11.2. La lecture anthropologique est une herméneutique, parce qu'elle met en jeu, dans l'acte de réception de l'oeuvre par le lecteur, l'être même du sujet-lecteur.

11.2.1 la lecture anthropologique est perception des horizons d' attente en tant que limites des attentes de l'auteur et du lecteur.
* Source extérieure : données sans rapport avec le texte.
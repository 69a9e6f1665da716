//! Toulmin chain state machine
//!
//! Holds up to seven validated components for one query and enforces the
//! dependency order between them:
//!
//! ```text
//! Data -> Claim -> Warrant -> Backing -> Rebuttal -> Qualifier -> Verdict
//! ```
//!
//! Phase is a projection of which slots are populated:
//!
//! | Phase | Populated                            |
//! |-------|--------------------------------------|
//! | 0     | nothing, or Data alone               |
//! | 1     | Data, Claim (and maybe Warrant)      |
//! | 2     | through Backing (and maybe Rebuttal) |
//! | 3     | through Qualifier                    |
//! | 4     | Verdict                              |
//!
//! The circuit breaker runs when Warrant, Backing or Rebuttal is submitted and
//! again in [`ToulminChain::run_logic_checks`].

mod machine;
mod render;
mod state;

pub use machine::{ToulminChain, QUERY_MIN_CHARS};
pub use render::TABLE_CELL_CHARS;
pub use state::ChainSlots;
//! The seven Toulmin component records
//!
//! Records are immutable: fields are private and every constructor validates.
//! Constructors trim free text before measuring it, so a value that exists is a
//! value that passed. Validation order inside a constructor is syntactic
//! (counts, lengths) first, then semantic (marker words), then record-level.
//!
//! Lengths are counted in characters, not bytes.

use serde::Serialize;

use super::types::{
    ClaimScope, ComponentKind, EvidenceType, LogicType, QualifierDegree, StrengthLevel,
    VerdictStatus,
};
use crate::error::{ToulminError, ToulminResult, ValidationDetails};

pub const FACT_MIN_CHARS: usize = 10;
pub const CLAIM_STATEMENT_CHARS: (usize, usize) = (10, 500);
pub const WARRANT_PRINCIPLE_CHARS: (usize, usize) = (20, 800);
/// A principle at least this long is presumed general even without an indicator word
pub const WARRANT_PRESUMED_GENERAL_CHARS: usize = 100;
pub const BACKING_AUTHORITY_CHARS: (usize, usize) = (10, 1000);
pub const EDGE_CASE_MIN_CHARS: usize = 10;
pub const RATIONALE_CHARS: (usize, usize) = (10, 500);
pub const REASONING_CHARS: (usize, usize) = (50, 2000);
pub const FINAL_STATEMENT_CHARS: (usize, usize) = (10, 300);
pub const VERDICT_MIN_COMPONENT_REFERENCES: usize = 3;

const GENERAL_INDICATORS: &[&str] = &[
    "if",
    "when",
    "whenever",
    "generally",
    "typically",
    "because",
    "since",
    "as a rule",
    "it follows",
];

const CONDITIONAL_MARKERS: &[&str] = &[
    "if", "when", "unless", "except", "in case", "should", "were", "would",
];

const EXPLANATORY_CONNECTIVES: &[&str] = &[
    "because",
    "since",
    "given",
    "considering",
    "due to",
    "based on",
];

/// Component names a verdict's reasoning is expected to cite
const REASONING_COMPONENTS: &[&str] =
    &["data", "claim", "warrant", "backing", "rebuttal", "qualifier"];

/// Case-insensitive substring match against a word list.
fn contains_any(text: &str, words: &[&str]) -> bool {
    let lowered = text.to_lowercase();
    words.iter().any(|w| lowered.contains(w))
}

fn char_len(text: &str) -> usize {
    text.chars().count()
}
//! Shared fixtures: one climate-attribution argument, component by component.

#![allow(dead_code)]

use serde_json::{json, Value};

use toulmini::{
    validate_value, BreakerPolicy, Component, ComponentKind, Payloads, ToulminChain,
};

pub const QUERY: &str = "What is driving recent global warming?";

pub fn data_json() -> Value {
    json!({
        "facts": ["Global average temperatures rose 1.1C since 1900."],
        "citations": [{
            "source": "IPCC AR6",
            "reference": "Summary for Policymakers, A.1",
            "url": "https://www.ipcc.ch/report/ar6/wg1/"
        }],
        "evidence_type": "statistical"
    })
}

pub fn claim_json() -> Value {
    json!({
        "statement": "Human activity is the dominant driver of recent warming.",
        "scope": "general"
    })
}

pub fn warrant_json(strength: &str) -> Value {
    json!({
        "principle": "If a measured trend matches the fingerprint predicted by a causal model, then the modelled cause is generally responsible.",
        "logic_type": "abductive",
        "strength": strength
    })
}

pub fn backing_json(strength: &str) -> Value {
    json!({
        "authority": "Decades of peer-reviewed attribution studies",
        "citations": [{"source": "Nature Climate Change", "reference": "Attribution review 2020"}],
        "strength": strength
    })
}

pub fn rebuttal_json(strength: &str) -> Value {
    json!({
        "exceptions": ["If solar output increased over the same period, the attribution would weaken."],
        "counterexamples": [],
        "strength": strength
    })
}

pub fn qualifier_json(confidence_pct: i64) -> Value {
    json!({
        "degree": "probably",
        "confidence_pct": confidence_pct,
        "rationale": "Because the rebuttals are minor, the claim is qualified as probable."
    })
}

pub fn verdict_json() -> Value {
    json!({
        "status": "sustained",
        "reasoning": "The data establishes the trend, the warrant connects it to the claim, and the backing is authoritative; the rebuttal is minor.",
        "final_statement": "Human activity dominates recent warming."
    })
}

/// Validated component from a fixture value
pub fn component(kind: ComponentKind, value: Value) -> Component {
    validate_value(kind, &value).expect("fixture must validate")
}

/// The seven fixture components, all strong enough to pass a strict breaker
pub fn strong_components() -> Vec<Component> {
    vec![
        component(ComponentKind::Data, data_json()),
        component(ComponentKind::Claim, claim_json()),
        component(ComponentKind::Warrant, warrant_json("strong")),
        component(ComponentKind::Backing, backing_json("strong")),
        component(ComponentKind::Rebuttal, rebuttal_json("weak")),
        component(ComponentKind::Qualifier, qualifier_json(90)),
        component(ComponentKind::Verdict, verdict_json()),
    ]
}

/// Chain holding the first `depth` strong components
pub fn chain_to_depth(depth: usize, policy: BreakerPolicy) -> ToulminChain {
    strong_components()
        .into_iter()
        .take(depth)
        .fold(ToulminChain::new(QUERY, policy).unwrap(), |chain, c| {
            chain.submit(c).unwrap()
        })
}

/// Payloads for every component, as raw JSON text
pub fn full_payloads() -> Payloads {
    Payloads::new()
        .with(ComponentKind::Data, data_json().to_string())
        .with(ComponentKind::Claim, claim_json().to_string())
        .with(ComponentKind::Warrant, warrant_json("strong").to_string())
        .with(ComponentKind::Backing, backing_json("strong").to_string())
        .with(ComponentKind::Rebuttal, rebuttal_json("weak").to_string())
        .with(ComponentKind::Qualifier, qualifier_json(90).to_string())
        .with(ComponentKind::Verdict, verdict_json().to_string())
}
En effet l'experience de la lecture améne progressivement le lecteur à "discerner les limites à l'intérieur desquelles l'avenir se prête encore à l'attente et au projet." 0 Cette expérience de la finitude humaine, qui situe l'homme dans une situation historique et particulière, est à la fois celle de l'auteur, producteur de l'oeuvre littéraire qui, à travers son oeuvre, manifeste l'expérience qu'il a pu faire de sa propre historicite et cela, dans les différentes dimensions de celles-ci, et celle du lecteur, qui dans son interprétation de l'oeuvre va faire une expérience herméneutique comparable. Mais comment les expériences séparées de l'auteur et du lecteur parviennent-elles à se rencontrer dans la compréhension de l'oeuvre, nous nous en tiendrons à la réflexion de Gadamer qui affirme que "la tâche de l'herméneutique est d'élucider ce miracle de la compréhension, qui n'est pas communion mystérieuse des âmes, mais participation à une signification commune." 0 Or cette conception de la lecture comme participation que Gadamer décrit dans les termes d'une "fusion des horizons de compréhension" et qui est à l'origine des théories de la réception fait toucher au lecteur une autre dimension de la finitude. En effet, si l'on admet avec Hans-Robert Jauss que "décrire la réception de l'oeuvre", c'est d'abord reconstituer "l'horizon d'attente de son premier public" 0 , c'est-à-dire le système de représentations et de connaissances qu'a le lecteur immédiat de l'oeuvre, et que la lecture anthropologique fournit au lecteur, à travers les différentes approches, les modalités susceptibles de permettre la reconstitution ses horizons d'attente, le lecteur prend conscience de la "différence herméneutique" 0 entre le présent et le passé dans l'intelligence de l'oeuvre et prend conscience de la nécessité de réaliser une histoire de la réception des oeuvres. Ce faisant, il en viendra à récuser la fausse évidence "d'un sens objectif une fois pour toutes arrêté et immédiatement accessible à l'interprête" 0 et fera ainsi l'expérience d'une autre forme de la finitude.

Notes
0.

Gadamer, op.cit, p 380.

0.

Gadamer, op.cit, p.313.

0.

Jauss (Hans Robert), Pour une esthétique de la réception, Paris, Gallimard, 1978, p.54

0.

Ibid. p.63.

0.

Ibid, p.64.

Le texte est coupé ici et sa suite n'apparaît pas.